The first step in Geometric Quantization, which is called Prequantization, more or less achieves (1), (2), (3) but fails at (4). One compromise is to define the correspondence not for all smooth functions, but, rather, to restrict it to a sub-Poisson-algebra of the smooth functions. With this compromise, Geometric quantization can achieve (1)-(4). (But it depends on a choice of a so-called “polarization”.  Often different choices give isomorphic answers but this is only partially understood.)

Other methods of quantization involve asymptotic in h-bar. This means that the desired correspondence is demonstrated in the limit with respect to some parameter regarded as 1 over the Planck constant.  One of these is the Berezin-Toeplitz quantization that Leonid works with. Another is Deformation Quantization.

Berezin-Toeplitz quantization, smearing,  coherent noise, and quasi-states as further explained by Leonid Polterovich

Berezin-Toeplitz quantization

Berezin-Toeplitz quantization is a procedure to move from a symplectic manifold M to a sequence of Hilbert spaces which satisfy in the limit (when m tends to infinity) the quantization requirements. Leonid did not explain the construction in the lecture but later explained to Dorit Aharonov, Guy Kindler, and me how it works for the special case where    M is a Cartesian product of n copies of $S^2$. Very roughly you associate to each $S^2$ an m-dimensional Hilbert space and let m tend to infinity. The proofs of the correspondence principle: namely, the relation between commutators and Poisson brackets when m tends to infinity involve deep and difficult mathematics, with certain shortcuts when the symplectic manifolds have the extra structure of a “Kahler manifold.” While the main interest in the literature is for the case that m tends to infinity, for us, the case m=2 is quite interesting as it relates unitary evolution on an n-qubit quantum computer with Hamiltonian evolution on a Cartesian product of 2-spheres.

Quantum registration, smearing, unsmearing and coherent noise

POVMs can be used to describe a quantum registration rule analogous to the classical probabilistic rule based on partition of unity. Leonid described a statistical smearing operation on POMVs that increases noise. He asked to what extent we can denoise using unsmearing, and proved that, in certain circumstances, a certain amount of “inherent noise” persistent under unsmearing must remain.

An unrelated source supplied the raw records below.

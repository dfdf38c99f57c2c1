//! Ringtree - positional lists whose cursors survive concurrent edits.
//!
//! Two engines share the [`Sequence`] contract:
//!
//! - [`LinkedList`]: a doubly-linked list over a sentinel ring. Its
//!   [`ListIter`](linked::ListIter) is fail-fast. The [`CursorableList`]
//!   flavour additionally hands out [`Cursor`]s, which are told about every
//!   insertion and removal and repair their own position.
//! - [`TreeList`]: an AVL tree keyed by position with threaded in-order
//!   links, for O(log n) access anywhere in a long list.
//!
//! # Quick Start
//!
//! ```
//! use ringtree::{CursorableList, Error, TreeList};
//!
//! let mut list: CursorableList<&str> = ["a", "b", "c"].into_iter().collect();
//! let mut cursor = list.cursor(0).unwrap();
//! assert_eq!(cursor.next(&list), Ok(&"a"));
//!
//! // remove "b" behind the cursor's back
//! list.remove(1).unwrap();
//! assert_eq!(cursor.next(&list), Ok(&"c"));
//! assert_eq!(cursor.next(&list), Err(Error::NoSuchElement));
//! cursor.close(&mut list);
//!
//! let mut tree: TreeList<u32> = (0..1000).collect();
//! assert_eq!(tree.remove(500), Ok(500));
//! assert_eq!(tree.get(500), Ok(&501));
//! ```

pub mod error;
pub mod index_tree;
pub mod linked;
pub mod sequence;
mod serialize;

pub use error::{Error, Result};
pub use index_tree::TreeList;
pub use linked::{Cursor, CursorableList, LinkedList};
pub use sequence::Sequence;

Quantum and symplectic quasi-states

The lecture mentioned briefly another interesting aspect of the classical-quantum correspondence through symplectic geometry. Gleason proved in 1957 that for Hilbert spaces of dimension 3 or more every “quasi-state” is a state.  (Quasi states are defined based on linearity requirement just when the observables are commuting.) Non linear symplectic “quasi-states” do exist and this is related to deep developments in symplectic geometry. Leonid’s talk shows that quasi-states provided by symplectic geometry vanish on functions with dispaceable (“small”) supports. This readily rules out existence of Poisson commuting partitions of unity with displaceable supports.)

More

A planned “Kazhdan’s seminar” spring 2014.

In 2003/2004 David Kazhdan and I ran a seminar on polytopes, toric varieties, and related combinatorics and algebra. (A lot has happened since and this spring Sam Payne and I will give together a course at Yale on similar topics this spring. There will be a separate post about it.) David and I felt that it is time to run another such event in 2014, perhaps establishing a tradition for a decennial joint seminar. So next spring, the plan is that David with me and Leonid and hopefully also Michael and Dorit will devote one of David’s Sunday seminars to computation, quantumness, symplectic geometry, and information.

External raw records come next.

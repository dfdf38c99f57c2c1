//! Circular doubly-linked node storage.
//!
//! Nodes live in a `Vec` and refer to their neighbours by index, so the
//! cycle never needs shared ownership. Slot 0 holds the sentinel: it carries
//! no value and sits between the last and the first element. An empty ring
//! is the sentinel linked to itself in both directions.
//!
//! Removed slots go onto a free list and are reused by the next insertion.

/// Index of a node slot in the ring.
#[derive(Clone, Copy, Debug, PartialEq, Eq, Hash)]
pub struct NodeId(u32);

impl NodeId {
    #[inline(always)]
    fn index(self) -> usize {
        return self.0 as usize;
    }

    /// Names slot `index`. Panics once the arena outgrows `u32` ids.
    fn from_index(index: usize) -> NodeId {
        match u32::try_from(index) {
            Ok(id) => return NodeId(id),
            Err(_) => panic!("arena full: slot {index} has no node id"),
        }
    }
}

/// The sentinel slot, marking both ends of the ring.
pub const SENTINEL: NodeId = NodeId(0);

#[derive(Clone, Debug)]
struct Node<T> {
    /// `None` for the sentinel and for vacant slots.
    value: Option<T>,
    prev: NodeId,
    next: NodeId,
}

#[derive(Clone, Debug)]
pub struct Ring<T> {
    nodes: Vec<Node<T>>,
    /// Vacant slots, reused before the vector grows.
    free: Vec<NodeId>,
    len: usize,
}

impl<T> Ring<T> {
    pub fn new() -> Ring<T> {
        return Ring::with_capacity(0);
    }

    pub fn with_capacity(capacity: usize) -> Ring<T> {
        let mut nodes = Vec::with_capacity(capacity + 1);
        nodes.push(Node {
            value: None,
            prev: SENTINEL,
            next: SENTINEL,
        });
        return Ring {
            nodes,
            free: Vec::new(),
            len: 0,
        };
    }

    #[inline(always)]
    pub fn len(&self) -> usize {
        return self.len;
    }

    /// Allocated slots, the sentinel and vacant slots included.
    pub fn slots(&self) -> usize {
        return self.nodes.len();
    }

    #[inline(always)]
    pub fn next(&self, node: NodeId) -> NodeId {
        return self.nodes[node.index()].next;
    }

    #[inline(always)]
    pub fn prev(&self, node: NodeId) -> NodeId {
        return self.nodes[node.index()].prev;
    }

    #[inline(always)]
    pub fn first(&self) -> NodeId {
        return self.next(SENTINEL);
    }

    #[inline(always)]
    pub fn last(&self) -> NodeId {
        return self.prev(SENTINEL);
    }

    /// Value held by a linked node.
    ///
    /// Panics on the sentinel or a vacant slot.
    pub fn value(&self, node: NodeId) -> &T {
        match &self.nodes[node.index()].value {
            Some(value) => value,
            None => panic!("node {node:?} holds no value"),
        }
    }

    pub fn value_mut(&mut self, node: NodeId) -> &mut T {
        match &mut self.nodes[node.index()].value {
            Some(value) => value,
            None => panic!("node {node:?} holds no value"),
        }
    }

    /// Resolves an index to a node, walking from whichever end is closer.
    ///
    /// Indices below `len / 2` walk forward from the first node; the rest
    /// walk backward from the sentinel, so no lookup takes more than
    /// `len / 2` steps. `index == len` resolves to the sentinel, which is
    /// the insertion point for appends. The caller checks the bounds.
    pub fn node_at(&self, index: usize) -> NodeId {
        debug_assert!(index <= self.len);
        if index < self.len / 2 {
            let mut node = self.first();
            for _ in 0..index {
                node = self.next(node);
            }
            return node;
        }
        let mut node = SENTINEL;
        for _ in index..self.len {
            node = self.prev(node);
        }
        return node;
    }

    /// Position of `node`, counted from the first node. The sentinel
    /// reports `len`.
    pub fn position_of(&self, node: NodeId) -> usize {
        if node == SENTINEL {
            return self.len;
        }
        let mut position = 0;
        let mut walk = self.first();
        while walk != node {
            debug_assert!(walk != SENTINEL, "node {node:?} is not linked");
            position += 1;
            walk = self.next(walk);
        }
        return position;
    }

    /// Allocates a node and splices it in immediately before `before`.
    pub fn insert_before(&mut self, before: NodeId, value: T) -> NodeId {
        let prev = self.prev(before);
        let node = Node {
            value: Some(value),
            prev,
            next: before,
        };
        let id = match self.free.pop() {
            Some(id) => {
                self.nodes[id.index()] = node;
                id
            }
            None => {
                let id = NodeId::from_index(self.nodes.len());
                self.nodes.push(node);
                id
            }
        };
        self.nodes[prev.index()].next = id;
        self.nodes[before.index()].prev = id;
        self.len += 1;
        return id;
    }

    /// Splices `node` out of the ring by relinking its neighbours.
    ///
    /// The node keeps its own `prev`/`next` links until [`Ring::release`],
    /// so observers can still see where it used to be.
    pub fn unlink(&mut self, node: NodeId) {
        debug_assert!(node != SENTINEL);
        let prev = self.prev(node);
        let next = self.next(node);
        self.nodes[prev.index()].next = next;
        self.nodes[next.index()].prev = prev;
        self.len -= 1;
    }

    /// Returns an unlinked node's slot to the free list, yielding its value.
    pub fn release(&mut self, node: NodeId) -> T {
        let slot = &mut self.nodes[node.index()];
        let value = match slot.value.take() {
            Some(value) => value,
            None => panic!("node {node:?} released twice"),
        };
        slot.prev = SENTINEL;
        slot.next = SENTINEL;
        self.free.push(node);
        return value;
    }

    /// Gives back the vacant slots at the end of the arena.
    ///
    /// Linked nodes never move, so ids held elsewhere stay valid. An empty
    /// ring shrinks to the sentinel alone.
    pub fn shrink_to_fit(&mut self) {
        while self.nodes.len() > 1 && self.nodes[self.nodes.len() - 1].value.is_none() {
            self.nodes.pop();
        }
        let slots = self.nodes.len();
        self.free.retain(|id| id.index() < slots);
        self.nodes.shrink_to_fit();
        self.free.shrink_to_fit();
    }

    /// Drops every value and resets to the sentinel-only state.
    pub fn reset(&mut self) {
        self.nodes.truncate(1);
        self.nodes[0].prev = SENTINEL;
        self.nodes[0].next = SENTINEL;
        self.free.clear();
        self.len = 0;
    }
}

impl<T> Default for Ring<T> {
    fn default() -> Self {
        return Ring::new();
    }
}

#[cfg(test)]
mod tests {
    use super::*;

    fn values(ring: &Ring<char>) -> Vec<char> {
        let mut out = Vec::new();
        let mut node = ring.first();
        while node != SENTINEL {
            out.push(*ring.value(node));
            node = ring.next(node);
        }
        return out;
    }

    #[test]
    fn empty_ring_is_self_linked() {
        let ring: Ring<char> = Ring::new();
        assert_eq!(ring.first(), SENTINEL);
        assert_eq!(ring.last(), SENTINEL);
        assert_eq!(ring.node_at(0), SENTINEL);
    }

    #[test]
    fn insert_and_unlink() {
        let mut ring = Ring::new();
        let a = ring.insert_before(SENTINEL, 'a');
        let c = ring.insert_before(SENTINEL, 'c');
        let b = ring.insert_before(c, 'b');
        assert_eq!(values(&ring), vec!['a', 'b', 'c']);

        ring.unlink(b);
        // unlinked node still remembers its neighbours
        assert_eq!(ring.prev(b), a);
        assert_eq!(ring.next(b), c);
        assert_eq!(ring.release(b), 'b');
        assert_eq!(values(&ring), vec!['a', 'c']);
        assert_eq!(ring.len(), 2);
    }

    #[test]
    fn released_slots_are_reused() {
        let mut ring = Ring::new();
        let a = ring.insert_before(SENTINEL, 'a');
        ring.unlink(a);
        ring.release(a);
        let b = ring.insert_before(SENTINEL, 'b');
        assert_eq!(a, b);
        assert_eq!(values(&ring), vec!['b']);
    }

    #[test]
    fn ring_closes_after_len_plus_one_steps() {
        let mut ring = Ring::new();
        for c in "abcde".chars() {
            ring.insert_before(SENTINEL, c);
        }
        let start = ring.node_at(2);
        let mut node = start;
        for _ in 0..ring.len() + 1 {
            node = ring.next(node);
        }
        assert_eq!(node, start);
    }

    #[test]
    fn node_at_walks_from_both_ends() {
        let mut ring = Ring::new();
        for c in "abcdefg".chars() {
            ring.insert_before(SENTINEL, c);
        }
        for (i, c) in "abcdefg".chars().enumerate() {
            assert_eq!(*ring.value(ring.node_at(i)), c);
            assert_eq!(ring.position_of(ring.node_at(i)), i);
        }
        assert_eq!(ring.node_at(7), SENTINEL);
        assert_eq!(ring.position_of(SENTINEL), 7);
    }

    #[test]
    fn shrink_keeps_linked_nodes_in_place() {
        let mut ring = Ring::new();
        let ids: Vec<NodeId> = "abcdef".chars().map(|c| ring.insert_before(SENTINEL, c)).collect();
        for &id in &ids[3..] {
            ring.unlink(id);
            ring.release(id);
        }
        ring.unlink(ids[1]);
        ring.release(ids[1]);
        assert_eq!(ring.slots(), 7);

        ring.shrink_to_fit();
        // the hole at `b` is below a linked node and stays
        assert_eq!(ring.slots(), 4);
        assert_eq!(values(&ring), vec!['a', 'c']);
        assert_eq!(ring.node_at(1), ids[2]);
        assert_eq!(ring.insert_before(SENTINEL, 'x'), ids[1]);
        assert_eq!(ring.insert_before(SENTINEL, 'y'), NodeId(4));
        assert_eq!(values(&ring), vec!['a', 'c', 'x', 'y']);
    }

    #[test]
    fn emptied_ring_shrinks_to_the_sentinel() {
        let mut ring = Ring::with_capacity(64);
        for c in "abc".chars() {
            ring.insert_before(SENTINEL, c);
        }
        while ring.len() > 0 {
            let first = ring.first();
            ring.unlink(first);
            ring.release(first);
        }
        ring.shrink_to_fit();
        assert_eq!(ring.slots(), 1);
        assert!(ring.free.is_empty());
        assert_eq!(ring.first(), SENTINEL);
        ring.insert_before(SENTINEL, 'z');
        assert_eq!(values(&ring), vec!['z']);
    }

    #[test]
    fn last_representable_slot_has_an_id() {
        assert_eq!(NodeId::from_index(u32::MAX as usize), NodeId(u32::MAX));
    }

    #[test]
    #[cfg(target_pointer_width = "64")]
    #[should_panic(expected = "arena full")]
    fn slot_ids_do_not_wrap() {
        NodeId::from_index(u32::MAX as usize + 1);
    }

    #[test]
    fn reset_empties() {
        let mut ring = Ring::new();
        ring.insert_before(SENTINEL, 'x');
        ring.reset();
        assert_eq!(ring.len(), 0);
        assert_eq!(ring.first(), SENTINEL);
    }
}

A 1965 letter by Richard Palais

In a widely circulated but unpublished letter in 1965, Richard Palais explained the symplectic formulation of Hamiltonian mechanics. See this MO question.

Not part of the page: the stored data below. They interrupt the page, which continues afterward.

impl SubList {
    pub(crate) fn new<T, H: LinkHooks<T>>(list: &LinkedList<T, H>, from: usize, to: usize) -> Result<SubList> {
        if from > to {
            return Err(Error::InvalidRange { from, to });
        }
        check_position_index(to, list.len())?;
        return Ok(SubList {
            offset: from,
            len: to - from,
            expected_version: list.version(),
        });
    }

    pub(super) fn check_version<T, H: LinkHooks<T>>(&self, list: &LinkedList<T, H>) -> Result<()> {
        if list.version() != self.expected_version {
            return Err(Error::ConcurrentModification);
        }
        return Ok(());
    }

    /// Keeps the view valid after its own handles changed the list.
    pub(super) fn resized<T, H: LinkHooks<T>>(&mut self, list: &LinkedList<T, H>, len: usize) {
        self.len = len;
        self.expected_version = list.version();
    }

    pub fn len<T, H: LinkHooks<T>>(&self, list: &LinkedList<T, H>) -> Result<usize> {
        self.check_version(list)?;
        return Ok(self.len);
    }

    pub fn is_empty<T, H: LinkHooks<T>>(&self, list: &LinkedList<T, H>) -> Result<bool> {
        return Ok(self.len(list)? == 0);
    }

    pub fn get<'a, T, H: LinkHooks<T>>(&self, list: &'a LinkedList<T, H>, index: usize) -> Result<&'a T> {
        check_element_index(index, self.len)?;
        self.check_version(list)?;
        return list.get(self.offset + index);
    }

    pub fn set<T, H: LinkHooks<T>>(&self, list: &mut LinkedList<T, H>, index: usize, value: T) -> Result<T> {
        check_element_index(index, self.len)?;
        self.check_version(list)?;
        return list.set(self.offset + index, value);
    }

    pub fn insert<T, H: LinkHooks<T>>(&mut self, list: &mut LinkedList<T, H>, index: usize, value: T) -> Result<()> {
        check_position_index(index, self.len)?;
        self.check_version(list)?;
        list.insert(self.offset + index, value)?;
        self.resized(list, self.len + 1);
        return Ok(());
    }

    pub fn push<T, H: LinkHooks<T>>(&mut self, list: &mut LinkedList<T, H>, value: T) -> Result<()> {
        let len = self.len;
        return self.insert(list, len, value);
    }

    /// Inserts every item, in order, before the view's element at `index`.
    pub fn insert_all<T, H, I>(&mut self, list: &mut LinkedList<T, H>, index: usize, items: I) -> Result<()>
    where
        H: LinkHooks<T>,
        I: IntoIterator<Item = T>,
    {
        check_position_index(index, self.len)?;
        self.check_version(list)?;
        let before = list.len();
        list.insert_all(self.offset + index, items)?;
        let added = list.len() - before;
        self.resized(list, self.len + added);
        return Ok(());
    }

    pub fn remove<T, H: LinkHooks<T>>(&mut self, list: &mut LinkedList<T, H>, index: usize) -> Result<T> {
        check_element_index(index, self.len)?;
        self.check_version(list)?;
        let value = list.remove(self.offset + index)?;
        self.resized(list, self.len - 1);
        return Ok(value);
    }

    /// Removes every element in the window from the list.
    pub fn clear<T, H: LinkHooks<T>>(&mut self, list: &mut LinkedList<T, H>) -> Result<()> {
        self.check_version(list)?;
        let mut node = list.ring().node_at(self.offset);
        for _ in 0..self.len {
            let next = list.ring().next(node);
            list.remove_node(node);
            node = next;
        }
        self.resized(list, 0);
        return Ok(());
    }

    pub fn iter<'a, T, H: LinkHooks<T>>(&self, list: &'a LinkedList<T, H>) -> Result<Iter<'a, T>> {
        self.check_version(list)?;
        let start = list.ring().node_at(self.offset);
        return Ok(Iter::range(list.ring(), start, self.len));
    }

    /// A fail-fast iterator over the view, positioned before its element
    /// at `from`.
    pub fn list_iter<T, H: LinkHooks<T>>(&self, list: &LinkedList<T, H>, from: usize) -> Result<SubListIter> {
        check_position_index(from, self.len)?;
        self.check_version(list)?;
        return Ok(SubListIter {
            inner: ListIter::new(list, self.offset + from)?,
            offset: self.offset,
        });
    }

    pub fn to_vec<T: Clone, H: LinkHooks<T>>(&self, list: &LinkedList<T, H>) -> Result<Vec<T>> {
        return Ok(self.iter(list)?.cloned().collect());
    }

    /// A narrower window, relative to this one.
    pub fn sub_list<T, H: LinkHooks<T>>(&self, list: &LinkedList<T, H>, from: usize, to: usize) -> Result<SubList> {
        self.check_version(list)?;
        if from > to {
            return Err(Error::InvalidRange { from, to });
        }
        check_position_index(to, self.len)?;
        return Ok(SubList {
            offset: self.offset + from,
            len: to - from,
            expected_version: self.expected_version,
        });
    }
}
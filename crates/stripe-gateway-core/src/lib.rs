//! Core types for the Stripe payment gateway module.
//!
//! - **Settings**: `GatewaySettings`, the admin configuration declaration and
//!   module metadata
//! - **Parameters**: `CaptureParams`, `RefundParams`, `StoreRemoteParams`
//! - **Results**: `GatewayResult`, `TransactionStatus`
//! - **Persistence**: `CustomerMapping`
//! - **Amounts**: minor-unit conversion and display formatting
//!
//! # Amounts
//!
//! The host passes amounts in major units. The processor expects integer
//! minor units, so `12.34` is sent as `1234` (`round(amount * 100)`).

#![forbid(unsafe_code)]
#![warn(missing_docs)]
#![warn(clippy::all)]
#![warn(clippy::pedantic)]

pub mod amount;
pub mod customer;
pub mod error;
pub mod outcome;
pub mod params;
pub mod settings;

pub use amount::{format_major_units, to_minor_units};
pub use customer::CustomerMapping;
pub use error::{GatewayError, Result};
pub use outcome::{GatewayResult, TransactionStatus};
pub use params::{CaptureParams, ClientDetails, RefundParams, StoreRemoteAction, StoreRemoteParams};
pub use settings::{
    config_fields, metadata, parse_yes_no, ConfigField, Credentials, FieldType, GatewaySettings,
    ModuleMetadata, DISPLAY_NAME, GATEWAY_NAME, MODULE_API_VERSION,
};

Small and large in mathematics

Different notions of “small” and “large” and the tension between them are quite important in many areas of mathematics. Of course, sets of measure zero, sets of Baire-category one, sets of lower dimensions, subsets of smaller (infinite) cardinality, come to mind. In the symplectic context displaceable sets are small: note that the lower-dimensional equator is symplectically “large” while caps with positive area are “small.”

Let me remind myself that I should attempt to blog some time about deep recent results on “null-sets” in Eucledian spaces connected also to combinatorics. (Meanwhile, here are links to two papers by  Alberti, Csörnyei, and Preiss, Structure of null sets in the plane and applications, and Diﬀerentiability of Lipschitz functions, structure of null sets, and other problems.)

Trivia question

In theoretical computer science, what do the terms “Yaelism” and “Adamology” refer to?

Camels and elephants through the eye of a needle

The term “symplectic camel” refers to a quote of Jesus: “It is easier for a camel to pass through the eye of a needle than for a rich man to enter heaven.” (I learned about it when it was used in Aram Harrow’s reply in one part of our quantum debate, See also this post on The Quantum Pontiff ) A nice discussion of this phrase can be found here. The Jewish analog (from the Talmud) is about passing an elephant through the eye of a needle which is used to describe making convoluted arguments which have no basis in reality, attributed to the scholars of Pompeditha. Rabbi Shesheth answered Rabbi Amram “Maybe you are from the school at Pumbeditha, where they can make an elephant pass through the eye of a needle.”

Greg Kuperberg referred in this context to:  Rowan Atkinson – Conservative Conference

“It is easier for a rich man to pass through the eye of a needle than…for a camel to!”

An additional clarification on symplectic camels by Yael

Gromov Nonsqueezing and the Symplectic Camel Theorem are two different theorems.  (The Wikipedia article is unclear about this.) The Symplectic Camel theorem says this. Take  $R^{2n}$, say, with coordinates  $x_i,y_i.$ Remove the hyperplane $y_n=0$  minus a ball of radius r   in this hyperplane.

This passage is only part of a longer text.